Weaknesses: Straw Men, Selective Engagement, and Ontological Oversight

Yet Visser's polemic occasionally veers into caricature. He imputes "God" to Kastrup's Mind despite protestations, ignoring analytic idealism's panpsychist leanings (consciousness as substrate, not deity). The DID analogy is stretched; Kastrup uses it metaphorically for dissociation, not pathology, akin to Dennett's multiple drafts without trauma. Visser's "bonkers" rhetoric, while punchy, risks ad hominem, alienating readers who see idealism as a bulwark against eliminativism (e.g., Churchland's denial of qualia).

On evolution, Visser underplays Kastrup's epistemic humility—"we don't know"—which echoes legitimate debates in evo-devo (e.g., Conrad Waddington's genetic assimilation). While Kastrup overreaches on patterns, Visser's dismissal ignores idealism's potential for non-local causation, testable via quantum biology (e.g., Orch-OR theory's orchestrated collapses). Philosophically, Visser conflates ontological realism (mind-independent world) with epistemological access, sidestepping Kastrup's parsimony metric: Idealism requires fewer primitives (one consciousness vs. matter + emergence laws).

Moreover, Visser's realism is not immune to critique. Critical realism admits strata (empirical, actual, real), but how does it fare against quantum observer effects or fine-tuning puzzles? Kastrup's idealism, while speculative, integrates these as mental excitations, offering coherence where realism fragments (e.g., wave-function collapse debates).

Validity Verdict: Persuasive but Incomplete

Visser's arguments hold substantial validity as a realist corrective, scoring high on coherence (8/10) and empirical fit (9/10), but lower on comprehensiveness (6/10) due to selective framing. They validly underscore idealism's regressive temptations—psychologically, a retreat from adult object permanence; scientifically, a romanticization of "purpose" over mechanism. Yet they falter in fully grappling with idealism's strengths: its dissolution of the mind-body problem and alignment with non-Western ontologies.

In sum, Visser's trilogy is a spirited defense of the "tree that continues to be," reminding us that metaphysics must earn its keep against the world's stubborn independence. For skeptics of physicalism, however, Kastrup's vision endures—not as bonkers, but as a bold wager on consciousness's primacy. The debate persists, a testament to philosophy's vitality: Neither idealism nor realism yields easily to critique, each illuminating the other's blind spots.
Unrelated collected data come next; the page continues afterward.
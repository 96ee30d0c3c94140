use crate::dom::element::BoundingBox;
use indexmap::IndexMap;
use serde::{Deserialize, Serialize};
use std::fmt;

/// How a candidate locates its element
#[derive(Debug, Clone, Copy, PartialEq, Eq, Hash, Serialize, Deserialize)]
#[serde(rename_all = "snake_case")]
pub enum SelectorStrategy {
    DataAttr,
    StableId,
    Aria,
    StableClass,
    TextContent,
    XPath,

    /// Outer shadow host selector, one per boundary
    ShadowHost,

    /// Host chain joined with `>>`, ending at the element's own selector
    ShadowPierce,
    Coordinates,
}

impl SelectorStrategy {
    /// Default stability assigned by the resolver
    pub fn base_stability(self) -> f64 {
        match self {
            Self::DataAttr => 1.0,
            Self::StableId => 0.9,
            Self::Aria => 0.75,
            Self::StableClass => 0.5,
            Self::TextContent => 0.4,
            Self::XPath => 0.2,
            Self::ShadowHost => 0.1,
            Self::ShadowPierce => 0.4,
            Self::Coordinates => 0.05,
        }
    }

    /// Strategies that survive typical UI refactors
    pub fn is_stable(self) -> bool {
        !matches!(self, Self::XPath | Self::ShadowHost | Self::Coordinates)
    }
}

impl fmt::Display for SelectorStrategy {
    fn fmt(&self, f: &mut fmt::Formatter<'_>) -> fmt::Result {
        let name = match self {
            Self::DataAttr => "data-attr",
            Self::StableId => "id",
            Self::Aria => "aria",
            Self::StableClass => "class",
            Self::TextContent => "text",
            Self::XPath => "xpath",
            Self::ShadowHost => "shadow-host",
            Self::ShadowPierce => "shadow-pierce",
            Self::Coordinates => "coordinates",
        };
        f.write_str(name)
    }
}

/// One ranked way of re-finding an element
#[derive(Debug, Clone, Serialize, Deserialize, PartialEq)]
#[serde(rename_all = "camelCase")]
pub struct SelectorCandidate {
    pub strategy: SelectorStrategy,

    /// Identifying token (attribute value, id, label, text, or "x,y")
    pub value: String,

    /// Rendered locator; candidates are deduplicated on this string
    pub selector: String,

    /// 0..1, higher survives more UI changes
    pub stability_score: f64,
}

impl SelectorCandidate {
    /// Create a candidate with the strategy's base stability
    pub fn new(strategy: SelectorStrategy, value: impl Into<String>, selector: impl Into<String>) -> Self {
        Self {
            strategy,
            value: value.into(),
            selector: selector.into(),
            stability_score: strategy.base_stability(),
        }
    }

    /// Builder method: override stability
    pub fn with_stability(mut self, score: f64) -> Self {
        self.stability_score = score.clamp(0.0, 1.0);
        self
    }

    /// Coordinate candidate at the center of a bounding box
    pub fn coordinates(bbox: &BoundingBox) -> Self {
        let (x, y) = bbox.center();
        Self::new(SelectorStrategy::Coordinates, format!("{},{}", x, y), format!("@{},{}", x, y))
    }

    /// Parsed coordinate pair for `Coordinates` candidates
    pub fn point(&self) -> Option<(i64, i64)> {
        if self.strategy != SelectorStrategy::Coordinates {
            return None;
        }
        let (x, y) = self.value.split_once(',')?;
        Some((x.trim().parse().ok()?, y.trim().parse().ok()?))
    }

    /// Get a short representation for comments
    pub fn short_repr(&self) -> String {
        format!("{}={}", self.strategy, self.selector)
    }
}

/// Ordered, non-empty list of candidates, most stable first
#[derive(Debug, Clone, Serialize, Deserialize, PartialEq)]
#[serde(rename_all = "camelCase", try_from = "SelectorSetRepr")]
pub struct SelectorSet {
    candidates: Vec<SelectorCandidate>,

    /// Targets that do not pierce shadow roots need explicit host hops
    #[serde(default)]
    requires_shadow_piercing: bool,

    /// One selector per shadow host, outermost first
    #[serde(default, skip_serializing_if = "Vec::is_empty")]
    shadow_hosts: Vec<String>,

    /// Host selectors and the element selector joined with `>>`
    #[serde(default, skip_serializing_if = "Option::is_none")]
    pierce_path: Option<String>,
}

#[derive(Deserialize)]
#[serde(rename_all = "camelCase")]
struct SelectorSetRepr {
    candidates: Vec<SelectorCandidate>,
    #[serde(default)]
    requires_shadow_piercing: bool,
    #[serde(default)]
    shadow_hosts: Vec<String>,
    #[serde(default)]
    pierce_path: Option<String>,
}

impl TryFrom<SelectorSetRepr> for SelectorSet {
    type Error = String;

    fn try_from(repr: SelectorSetRepr) -> Result<Self, Self::Error> {
        if repr.candidates.is_empty() {
            return Err("selector set must contain at least one candidate".to_string());
        }
        Ok(Self {
            candidates: repr.candidates,
            requires_shadow_piercing: repr.requires_shadow_piercing,
            shadow_hosts: repr.shadow_hosts,
            pierce_path: repr.pierce_path,
        })
    }
}

impl SelectorSet {
    /// Rank candidates: stability descending, ties keep insertion order, duplicate
    /// selector strings keep their most stable entry. The coordinate fallback is always
    /// present.
    pub fn from_candidates(mut candidates: Vec<SelectorCandidate>, fallback: &BoundingBox) -> Self {
        if !candidates.iter().any(|c| c.strategy == SelectorStrategy::Coordinates) {
            candidates.push(SelectorCandidate::coordinates(fallback));
        }

        Self {
            candidates: rank(candidates),
            requires_shadow_piercing: false,
            shadow_hosts: Vec::new(),
            pierce_path: None,
        }
    }

    /// Set holding only the coordinate fallback
    pub fn coordinates_only(bbox: &BoundingBox) -> Self {
        Self::from_candidates(Vec::new(), bbox)
    }

    /// Builder method: add one `ShadowHost` candidate per host and the composed
    /// `ShadowPierce` path ending at `target`, ranked with `stability`
    pub fn with_shadow(mut self, hosts: Vec<String>, target: &str, stability: f64) -> Self {
        if hosts.is_empty() {
            return self;
        }
        let pierce_path = hosts
            .iter()
            .map(String::as_str)
            .chain(std::iter::once(target))
            .collect::<Vec<_>>()
            .join(" >> ");

        let mut candidates = std::mem::take(&mut self.candidates);
        candidates.push(
            SelectorCandidate::new(SelectorStrategy::ShadowPierce, target, pierce_path.clone()).with_stability(stability),
        );
        for host in &hosts {
            candidates.push(SelectorCandidate::new(SelectorStrategy::ShadowHost, host.as_str(), host.as_str()));
        }

        self.candidates = rank(candidates);
        self.requires_shadow_piercing = true;
        self.shadow_hosts = hosts;
        self.pierce_path = Some(pierce_path);
        self
    }

    /// Highest-stability candidate
    pub fn best(&self) -> &SelectorCandidate {
        &self.candidates[0]
    }

    /// Best candidate that is neither XPath nor coordinates
    pub fn best_stable(&self) -> Option<&SelectorCandidate> {
        self.candidates.iter().find(|c| c.strategy.is_stable())
    }

    /// The coordinate fallback
    pub fn coordinates(&self) -> Option<&SelectorCandidate> {
        self.candidates
            .iter()
            .find(|c| c.strategy == SelectorStrategy::Coordinates)
    }

    /// Get candidate for a given strategy
    pub fn get(&self, strategy: SelectorStrategy) -> Option<&SelectorCandidate> {
        self.candidates.iter().find(|c| c.strategy == strategy)
    }

    /// Whether the top candidate is a stable strategy
    pub fn is_stable(&self) -> bool {
        self.best().strategy.is_stable()
    }

    /// Iterate over candidates, most stable first
    pub fn iter(&self) -> impl Iterator<Item = &SelectorCandidate> {
        self.candidates.iter()
    }

    pub fn candidates(&self) -> &[SelectorCandidate] {
        &self.candidates
    }

    pub fn len(&self) -> usize {
        self.candidates.len()
    }

    /// Always false; kept for API symmetry with `len`
    pub fn is_empty(&self) -> bool {
        self.candidates.is_empty()
    }

    pub fn requires_shadow_piercing(&self) -> bool {
        self.requires_shadow_piercing
    }

    pub fn shadow_hosts(&self) -> &[String] {
        &self.shadow_hosts
    }

    pub fn pierce_path(&self) -> Option<&str> {
        self.pierce_path.as_deref()
    }

    /// Export to JSON for debugging
    pub fn to_json(&self) -> Result<String, serde_json::Error> {
        serde_json::to_string_pretty(self)
    }
}

/// Stability descending with stable ties; the first entry per selector string wins
fn rank(mut candidates: Vec<SelectorCandidate>) -> Vec<SelectorCandidate> {
    candidates.sort_by(|a, b| b.stability_score.total_cmp(&a.stability_score));

    let mut unique: IndexMap<String, SelectorCandidate> = IndexMap::new();
    for candidate in candidates {
        unique.entry(candidate.selector.clone()).or_insert(candidate);
    }
    unique.into_values().collect()
}
//! Stable locator derivation
//!
//! Turns an [`ElementSnapshot`] into a ranked [`SelectorSet`]. At most one primary
//! strategy is taken from the chain test attribute → stable id → aria → stable classes;
//! text, XPath and coordinate fallbacks are added underneath it. Elements behind shadow
//! roots also get one candidate per host plus the composed pierce path.

use crate::dom::element::{AncestorStep, ElementSnapshot};
use crate::dom::noise;
use crate::dom::selector_set::{SelectorCandidate, SelectorSet, SelectorStrategy};
use crate::error::CaptureError;

/// Attributes written by test authors for automation, most specific first
const TEST_ATTRIBUTES: [&str; 5] = ["data-testid", "data-test", "data-test-id", "data-cy", "data-qa"];

/// Longest text used in a `:has-text()` selector
const MAX_TEXT_SELECTOR_CHARS: usize = 50;

/// Stateless selector resolver
#[derive(Debug, Clone, Copy, Default)]
pub struct SelectorResolver;

impl SelectorResolver {
    pub fn new() -> Self {
        Self
    }

    /// Resolve a snapshot into a non-empty, stability-descending selector set
    pub fn resolve(&self, element: &ElementSnapshot) -> SelectorSet {
        let mut candidates = Vec::with_capacity(5);

        if let Some(primary) = self.primary_candidate(element) {
            candidates.push(primary);
        }
        if let Some(text) = self.text_candidate(element) {
            candidates.push(text);
        }
        let xpath = build_xpath(element);
        candidates.push(SelectorCandidate::new(SelectorStrategy::XPath, xpath.clone(), xpath));

        let mut set = SelectorSet::from_candidates(candidates, &element.bounding_box);

        if element.is_in_shadow_dom() {
            let hosts: Vec<String> = element
                .shadow_path
                .iter()
                .map(|h| h.trim().to_string())
                .filter(|h| !h.is_empty())
                .collect();
            let (target, stability) = match set.best_stable() {
                Some(c) => (c.selector.clone(), c.stability_score),
                None => (element.tag.clone(), SelectorStrategy::XPath.base_stability()),
            };
            set = set.with_shadow(hosts, &target, stability);
        }

        if !set.is_stable() {
            let err = CaptureError::NoStableSelector(format!(
                "{} resolved only to {}",
                element.describe(),
                set.best().short_repr()
            ));
            log::warn!("{}", err);
        }

        set
    }

    /// First applicable strategy of the primary chain
    fn primary_candidate(&self, element: &ElementSnapshot) -> Option<SelectorCandidate> {
        for attr in TEST_ATTRIBUTES {
            if let Some(value) = element.get_attribute(attr).map(|v| v.trim()).filter(|v| !v.is_empty()) {
                return Some(SelectorCandidate::new(
                    SelectorStrategy::DataAttr,
                    value,
                    format!("[{}={}]", attr, css_string(value)),
                ));
            }
        }

        if let Some(id) = element.non_empty_id() {
            match noise::framework_id_kind(id) {
                Some(kind) => log::debug!("Skipping framework id '{}' ({})", id, kind),
                None => {
                    return Some(SelectorCandidate::new(SelectorStrategy::StableId, id, id_selector(id)));
                }
            }
        }

        if let Some(label) = element
            .get_attribute("aria-label")
            .map(|l| l.trim())
            .filter(|l| !l.is_empty())
        {
            return Some(SelectorCandidate::new(
                SelectorStrategy::Aria,
                label,
                format!("[aria-label={}]", css_string(label)),
            ));
        }
        if let Some(role) = element.get_attribute("role").map(|r| r.trim()).filter(|r| !r.is_empty()) {
            return Some(SelectorCandidate::new(
                SelectorStrategy::Aria,
                role,
                format!("{}[role={}]", element.tag, css_string(role)),
            ));
        }

        let classes = noise::stable_classes(&element.class_list);
        if !classes.is_empty() {
            let selector = classes.iter().fold(element.tag.clone(), |mut acc, class| {
                acc.push('.');
                acc.push_str(&css_ident(class));
                acc
            });
            return Some(SelectorCandidate::new(SelectorStrategy::StableClass, classes.join(" "), selector));
        }

        None
    }

    fn text_candidate(&self, element: &ElementSnapshot) -> Option<SelectorCandidate> {
        if !element.is_click_target() {
            return None;
        }
        let text = element.visible_text()?;
        let collapsed = text.split_whitespace().collect::<Vec<_>>().join(" ");
        let needle: String = collapsed.chars().take(MAX_TEXT_SELECTOR_CHARS).collect();
        let selector = format!("{}:has-text({})", element.tag, css_string(&needle));
        Some(SelectorCandidate::new(SelectorStrategy::TextContent, needle, selector))
    }
}

/// Structural path from the closest ancestor with a stable id (or the root) to the element
pub fn build_xpath(element: &ElementSnapshot) -> String {
    let own = AncestorStep {
        tag: element.tag.clone(),
        id: element.id.clone(),
        sibling_index: element.sibling_index,
    };
    let chain: Vec<&AncestorStep> = element.ancestors.iter().chain(std::iter::once(&own)).collect();

    let anchor = chain.iter().rposition(|step| {
        step.id
            .as_deref()
            .map(str::trim)
            .is_some_and(|id| !id.is_empty() && !noise::is_framework_id(id))
    });

    let mut path = String::new();
    let start = match anchor {
        Some(index) => {
            let step = chain[index];
            let id = step.id.as_deref().unwrap_or_default().trim();
            path.push_str(&format!("//{}[@id={}]", step.tag.to_lowercase(), xpath_string(id)));
            index + 1
        }
        None if element.ancestors.is_empty() => {
            path.push('/');
            0
        }
        None => 0,
    };

    for step in &chain[start..] {
        path.push('/');
        path.push_str(&step.tag.to_lowercase());
        if let Some(index) = step.sibling_index {
            path.push_str(&format!("[{}]", index));
        }
    }
    path
}

/// Quote a CSS attribute value
fn css_string(value: &str) -> String {
    let escaped = value.replace('\\', "\\\\").replace('"', "\\\"");
    format!("\"{}\"", escaped)
}

/// Escape a token for use as a CSS identifier (`.class`, `#id`)
fn css_ident(token: &str) -> String {
    let mut out = String::with_capacity(token.len());
    for (i, c) in token.chars().enumerate() {
        let plain = c.is_ascii_alphanumeric() || c == '-' || c == '_' || !c.is_ascii();
        if !plain || (i == 0 && c.is_ascii_digit()) {
            out.push('\\');
        }
        out.push(c);
    }
    out
}

fn id_selector(id: &str) -> String {
    let starts_with_digit = id.chars().next().is_some_and(|c| c.is_ascii_digit());
    if starts_with_digit || id.contains(char::is_whitespace) {
        format!("[id={}]", css_string(id))
    } else {
        format!("#{}", css_ident(id))
    }
}

/// XPath 1.0 has no escapes; switch quote style or fall back to concat()
pub(crate) fn xpath_string(value: &str) -> String {
    if !value.contains('"') {
        format!("\"{}\"", value)
    } else if !value.contains('\'') {
        format!("'{}'", value)
    } else {
        let parts: Vec<String> = value.split('"').map(|p| format!("\"{}\"", p)).collect();
        format!("concat({})", parts.join(", '\"', "))
    }
}

#[cfg(test)]
mod tests {
    use super::*;

    fn resolve(element: &ElementSnapshot) -> SelectorSet {
        SelectorResolver::new().resolve(element)
    }

    fn assert_well_formed(set: &SelectorSet) {
        assert!(!set.is_empty());
        let scores: Vec<f64> = set.iter().map(|c| c.stability_score).collect();
        assert!(scores.windows(2).all(|w| w[0] >= w[1]), "not descending: {:?}", scores);
        assert_eq!(set.candidates().last().unwrap().strategy, SelectorStrategy::Coordinates);
    }

    #[test]
    fn test_data_testid_beats_framework_id() {
        let element = ElementSnapshot::new("button")
            .with_id("ember901")
            .with_attribute("data-testid", "submit-btn")
            .with_bounding_box(10.0, 10.0, 80.0, 30.0);

        let set = resolve(&element);
        assert_well_formed(&set);
        assert_eq!(set.best().strategy, SelectorStrategy::DataAttr);
        assert_eq!(set.best().value, "submit-btn");
        assert_eq!(set.best().selector, "[data-testid=\"submit-btn\"]");
        assert_eq!(set.best().stability_score, 1.0);
        assert!(set.get(SelectorStrategy::StableId).is_none());
    }

    #[test]
    fn test_stable_id() {
        let element = ElementSnapshot::new("input").with_id("email").input(true);
        let set = resolve(&element);
        assert_well_formed(&set);
        assert_eq!(set.best().strategy, SelectorStrategy::StableId);
        assert_eq!(set.best().selector, "#email");
    }

    #[test]
    fn test_framework_id_falls_through_to_aria() {
        let element = ElementSnapshot::new("button")
            .with_id("component-42781")
            .with_attribute("aria-label", "Close dialog");
        let set = resolve(&element);
        assert_eq!(set.best().strategy, SelectorStrategy::Aria);
        assert_eq!(set.best().selector, "[aria-label=\"Close dialog\"]");
        assert!(set.iter().all(|c| !c.selector.contains("component-42781") || c.strategy == SelectorStrategy::XPath));
    }

    #[test]
    fn test_role_when_no_label() {
        let element = ElementSnapshot::new("div").with_attribute("role", "tab");
        let set = resolve(&element);
        assert_eq!(set.best().selector, "div[role=\"tab\"]");
    }

    #[test]
    fn test_stable_classes_skip_hashes() {
        let element = ElementSnapshot::new("div").with_classes(["css-1a2b3c", "card", "active"]);
        let set = resolve(&element);
        assert_eq!(set.best().strategy, SelectorStrategy::StableClass);
        assert_eq!(set.best().selector, "div.card.active");
        assert_eq!(set.best().value, "card active");
    }

    #[test]
    fn test_only_hashed_classes_yield_no_class_candidate() {
        let element = ElementSnapshot::new("span").with_classes(["css-1a2b3c", "sc-bdVaJa"]);
        let set = resolve(&element);
        assert!(set.get(SelectorStrategy::StableClass).is_none());
        assert_eq!(set.best().strategy, SelectorStrategy::XPath);
        assert!(!set.is_stable());
    }

    #[test]
    fn test_text_candidate_for_click_targets() {
        let element = ElementSnapshot::new("button")
            .with_id("ember482")
            .with_text("  Save   changes ");
        let set = resolve(&element);
        let text = set.get(SelectorStrategy::TextContent).unwrap();
        assert_eq!(text.selector, "button:has-text(\"Save changes\")");
        assert_eq!(set.best().strategy, SelectorStrategy::TextContent);

        let plain = ElementSnapshot::new("p").with_text("Hello");
        assert!(resolve(&plain).get(SelectorStrategy::TextContent).is_none());
    }

    #[test]
    fn test_xpath_uses_sibling_indexes() {
        let element = ElementSnapshot::new("td")
            .with_sibling_index(3)
            .with_ancestors(vec![
                AncestorStep { tag: "html".into(), id: None, sibling_index: None },
                AncestorStep { tag: "body".into(), id: None, sibling_index: None },
                AncestorStep { tag: "tr".into(), id: None, sibling_index: Some(2) },
            ]);
        assert_eq!(build_xpath(&element), "/html/body/tr[2]/td[3]");
    }

    #[test]
    fn test_xpath_anchors_on_stable_ancestor_id() {
        let element = ElementSnapshot::new("button")
            .with_sibling_index(2)
            .with_ancestors(vec![
                AncestorStep { tag: "body".into(), id: None, sibling_index: None },
                AncestorStep { tag: "form".into(), id: Some("login".into()), sibling_index: None },
                AncestorStep { tag: "div".into(), id: Some("ember12".into()), sibling_index: Some(1) },
            ]);
        assert_eq!(build_xpath(&element), "//form[@id=\"login\"]/div[1]/button[2]");
    }

    #[test]
    fn test_xpath_without_ancestors() {
        assert_eq!(build_xpath(&ElementSnapshot::new("button")), "//button");
    }

    #[test]
    fn test_coordinates_only_snapshot() {
        let element = ElementSnapshot::new("canvas").with_bounding_box(0.0, 0.0, 200.0, 100.0);
        let set = resolve(&element);
        assert_well_formed(&set);
        assert_eq!(set.coordinates().unwrap().point(), Some((100, 50)));
    }

    #[test]
    fn test_shadow_piercing() {
        let element = ElementSnapshot::new("button")
            .with_attribute("data-testid", "buy")
            .with_shadow_path(["shop-app", "product-card"]);
        let set = resolve(&element);
        assert!(set.requires_shadow_piercing());
        assert_eq!(set.shadow_hosts(), ["shop-app", "product-card"]);
        assert_eq!(set.pierce_path(), Some("shop-app >> product-card >> [data-testid=\"buy\"]"));

        let pierce = set.get(SelectorStrategy::ShadowPierce).unwrap();
        assert_eq!(pierce.selector, "shop-app >> product-card >> [data-testid=\"buy\"]");
        assert_eq!(pierce.stability_score, 1.0);
        let hosts: Vec<&str> = set
            .iter()
            .filter(|c| c.strategy == SelectorStrategy::ShadowHost)
            .map(|c| c.selector.as_str())
            .collect();
        assert_eq!(hosts, ["shop-app", "product-card"]);

        // The element's own locator still leads; coordinates stay last
        assert_eq!(set.best().strategy, SelectorStrategy::DataAttr);
        assert_eq!(set.candidates().last().unwrap().strategy, SelectorStrategy::Coordinates);
        let scores: Vec<f64> = set.iter().map(|c| c.stability_score).collect();
        assert!(scores.windows(2).all(|w| w[0] >= w[1]));
    }

    #[test]
    fn test_selector_escaping() {
        assert_eq!(css_string("say \"hi\""), "\"say \\\"hi\\\"\"");
        assert_eq!(css_ident("md:flex"), "md\\:flex");
        assert_eq!(id_selector("1st"), "[id=\"1st\"]");
        assert_eq!(xpath_string("it's \"x\""), "concat(\"it's \", '\"', \"x\", '\"', \"\")");
    }
}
Conclusion: Toward a Balanced Metaphysics

Frank Visser's essays, though "critical" in the pejorative sense, enrich the discourse by forcing Kastrup's idealism to confront realism's hard-won ground. Their validity lies in demystifying cosmic solipsism, urging philosophers to prioritize testable claims over intuitive elegance. Yet true progress demands synthesis: Perhaps an integral realism, wedding Kastrup's phenomenal insights to Visser's empirical rigor, could transcend the bonkers. As Visser might concede, the tree falls—observed or not—inviting us to listen beyond our minds.